[Start of Attachment]
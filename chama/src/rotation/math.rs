/*
SPDX-FileCopyrightText: Copyright 2026 LG Electronics Inc.
SPDX-License-Identifier: MIT
*/

//! Pure arithmetic helpers: period validation, slot and cycle computation.
//!
//! These are free functions rather than methods so they can be used and tested
//! independently of any roster.

use super::RotationError;

/// Validate a caller-supplied period number and convert it to the unsigned
/// domain used internally.
///
/// Periods start at `1`; zero and negative values are rejected here so that
/// no signed modulo ever runs on them.
pub fn validate_period(period: i64) -> Result<u64, RotationError> {
    if period < 1 {
        return Err(RotationError::PeriodOutOfDomain { period });
    }
    // period ≥ 1 so the cast is lossless
    Ok(period as u64)
}

/// 1-based rotation slot for `period` in a roster of `size` members:
/// `((period - 1) mod size) + 1`.
///
/// Returns `None` when `size == 0` (no slot exists) or `period == 0`.
pub fn slot_for(period: u64, size: u64) -> Option<u64> {
    if size == 0 || period == 0 {
        return None;
    }
    Some((period - 1) % size + 1)
}

/// 1-based rotation cycle that `period` falls into: `((period - 1) / size) + 1`.
///
/// Returns `None` under the same conditions as [`slot_for`].
pub fn cycle_of(period: u64, size: u64) -> Option<u64> {
    if size == 0 || period == 0 {
        return None;
    }
    Some((period - 1) / size + 1)
}

/// Number of periods covered by `cycles` full rotations of `size` members.
///
/// Returns `None` if the product overflows `u64`.
pub fn horizon_len(size: u64, cycles: u64) -> Option<u64> {
    size.checked_mul(cycles)
}

// ── Tests ─────────────────────────────────────────────────────────────────────
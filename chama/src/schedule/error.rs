/*
SPDX-FileCopyrightText: Copyright 2026 LG Electronics Inc.
SPDX-License-Identifier: MIT
*/

//! Structured error type for schedule projection.
//!
//! An empty roster is **not** an error for the projector: it yields an empty
//! schedule.  Only malformed inputs end up here.

use thiserror::Error;

use crate::rotation::RotationError;

/// Error returned from [`project()`](super::project).
#[derive(Debug, Clone, PartialEq, Eq, Error)]
pub enum ScheduleError {
    /// The current period counter is below `1`.
    ///
    /// The projector rejects it instead of clamping so a corrupted counter
    /// surfaces immediately.
    #[error("current period {period} is out of range (periods start at 1)")]
    CurrentPeriodOutOfDomain { period: i64 },

    /// `horizon_cycles` was zero.
    #[error("horizon must cover at least one full rotation (got {cycles})")]
    InvalidHorizon { cycles: u32 },

    /// `roster_size * horizon_cycles` does not fit in a period number.
    #[error("schedule of {cycles} cycle(s) over {roster_size} member(s) overflows the period range")]
    HorizonOverflow { roster_size: usize, cycles: u32 },

    /// The schedule would hold more entries than the projector allows.
    #[error("schedule of {entries} entries exceeds the limit of {limit}")]
    HorizonTooLarge { entries: u64, limit: u64 },

    /// The roster breaks the contiguous identifier rule.
    #[error("roster cannot be rotated: {0}")]
    Rotation(#[from] RotationError),
}
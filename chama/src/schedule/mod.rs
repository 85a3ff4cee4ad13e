//! Schedule projection.
//!
//! [`project`] expands the rotation over `horizon_cycles` full cycles of the
//! roster and labels every period relative to the current period counter:
//!
//! ```text
//! current = 4, roster = [A, B, C], horizon = 3
//!
//! period    1  2  3  4  5  6  7  8  9
//! recipient A  B  C  A  B  C  A  B  C
//! status    R  R  R  C  S  S  S  S  S      R = Received, C = Current, S = Scheduled
//! ```
//!
//! The current period is never reported as `Received`: its payout has not
//! been handed over until the counter advances past it.

pub mod error;

pub use error::ScheduleError;

use std::fmt;

use tracing::{debug, warn};

use crate::member::{Member, MemberId};
use crate::rotation::{self, math};

// ── Constants ─────────────────────────────────────────────────────────────────

/// Number of full rotations shown when the caller does not choose a horizon.
pub const DEFAULT_HORIZON_CYCLES: u32 = 3;

/// Largest horizon a configuration may request.
pub const MAX_HORIZON_CYCLES: u32 = 1_000;

/// Upper bound on the number of entries a single projection may return.
pub const MAX_SCHEDULE_ENTRIES: u64 = 100_000;

// ── EntryStatus ───────────────────────────────────────────────────────────────

/// Payout status of one period relative to the current period counter.
#[derive(Debug, Clone, Copy, PartialEq, Eq)]
pub enum EntryStatus {
    /// The period is in the past; its payout has been handed over.
    Received,
    /// The period the group is currently in.
    Current,
    /// A future period.
    Scheduled,
}

impl EntryStatus {
    /// Classify `period` against `current_period`.
    pub fn classify(period: u64, current_period: u64) -> Self {
        use std::cmp::Ordering;
        match period.cmp(&current_period) {
            Ordering::Less => EntryStatus::Received,
            Ordering::Equal => EntryStatus::Current,
            Ordering::Greater => EntryStatus::Scheduled,
        }
    }
}

impl fmt::Display for EntryStatus {
    fn fmt(&self, f: &mut fmt::Formatter<'_>) -> fmt::Result {
        let s = match self {
            EntryStatus::Received => "Received",
            EntryStatus::Current => "Current",
            EntryStatus::Scheduled => "Scheduled",
        };
        f.write_str(s)
    }
}

// ── ScheduleEntry ─────────────────────────────────────────────────────────────

/// One row of a projected schedule.  Derived, never stored.
#[derive(Debug, Clone, Copy, PartialEq, Eq)]
pub struct ScheduleEntry {
    pub period: u64,
    pub recipient_id: MemberId,
    pub status: EntryStatus,
}

// ── Projector ─────────────────────────────────────────────────────────────────

/// Project the payout schedule for periods `1 ..= roster.len() * horizon_cycles`.
///
/// # Arguments
/// * `current_period` – the group's period counter (must be ≥ 1).
/// * `roster` – read-only roster snapshot in rotation order.
/// * `horizon_cycles` – number of full rotations to cover (must be ≥ 1).
///
/// Returns a fresh `Vec` on every call; identical inputs always produce
/// identical output.  An empty roster yields an empty schedule once the
/// inputs have been validated.
///
/// # Errors
/// * [`ScheduleError::CurrentPeriodOutOfDomain`] – `current_period < 1`.
/// * [`ScheduleError::InvalidHorizon`] – `horizon_cycles == 0`.
/// * [`ScheduleError::HorizonOverflow`] – the period range does not fit in `i64`.
/// * [`ScheduleError::HorizonTooLarge`] – more than [`MAX_SCHEDULE_ENTRIES`]
///   entries would be produced.
/// * [`ScheduleError::Rotation`] – the roster's identifiers are not `1..=N`.
pub fn project(
    current_period: i64,
    roster: &[Member],
    horizon_cycles: u32,
) -> Result<Vec<ScheduleEntry>, ScheduleError> {
    // ── Input validation ──────────────────────────────────────────────────────
    let current = math::validate_period(current_period).map_err(|_| {
        ScheduleError::CurrentPeriodOutOfDomain {
            period: current_period,
        }
    })?;
    if horizon_cycles == 0 {
        return Err(ScheduleError::InvalidHorizon {
            cycles: horizon_cycles,
        });
    }

    if roster.is_empty() {
        warn!("Roster is empty, nothing scheduled");
        return Ok(Vec::new());
    }

    let last_period = math::horizon_len(roster.len() as u64, u64::from(horizon_cycles))
        .filter(|&n| n <= i64::MAX as u64)
        .ok_or(ScheduleError::HorizonOverflow {
            roster_size: roster.len(),
            cycles: horizon_cycles,
        })?;
    if last_period > MAX_SCHEDULE_ENTRIES {
        return Err(ScheduleError::HorizonTooLarge {
            entries: last_period,
            limit: MAX_SCHEDULE_ENTRIES,
        });
    }

    // ── Projection ────────────────────────────────────────────────────────────
    let entries = (1..=last_period)
        .map(|period| -> Result<ScheduleEntry, ScheduleError> {
            // last_period ≤ i64::MAX was checked above
            let recipient = rotation::recipient_for(period as i64, roster)?;
            Ok(ScheduleEntry {
                period,
                recipient_id: recipient.id,
                status: EntryStatus::classify(period, current),
            })
        })
        .collect::<Result<Vec<_>, _>>()?;

    debug!(
        current_period = current,
        roster_size = roster.len(),
        horizon_cycles,
        entries = entries.len(),
        "Projected schedule"
    );

    Ok(entries)
}

// ── Tests ─────────────────────────────────────────────────────────────────────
[End of Attachment]
--- Exercise brief ---
Check each line of the records above, and copy those that hold the word "Ordering".

--- Response to this task ---
        use std::cmp::Ordering;
            Ordering::Less => EntryStatus::Received,
            Ordering::Equal => EntryStatus::Current,
            Ordering::Greater => EntryStatus::Scheduled,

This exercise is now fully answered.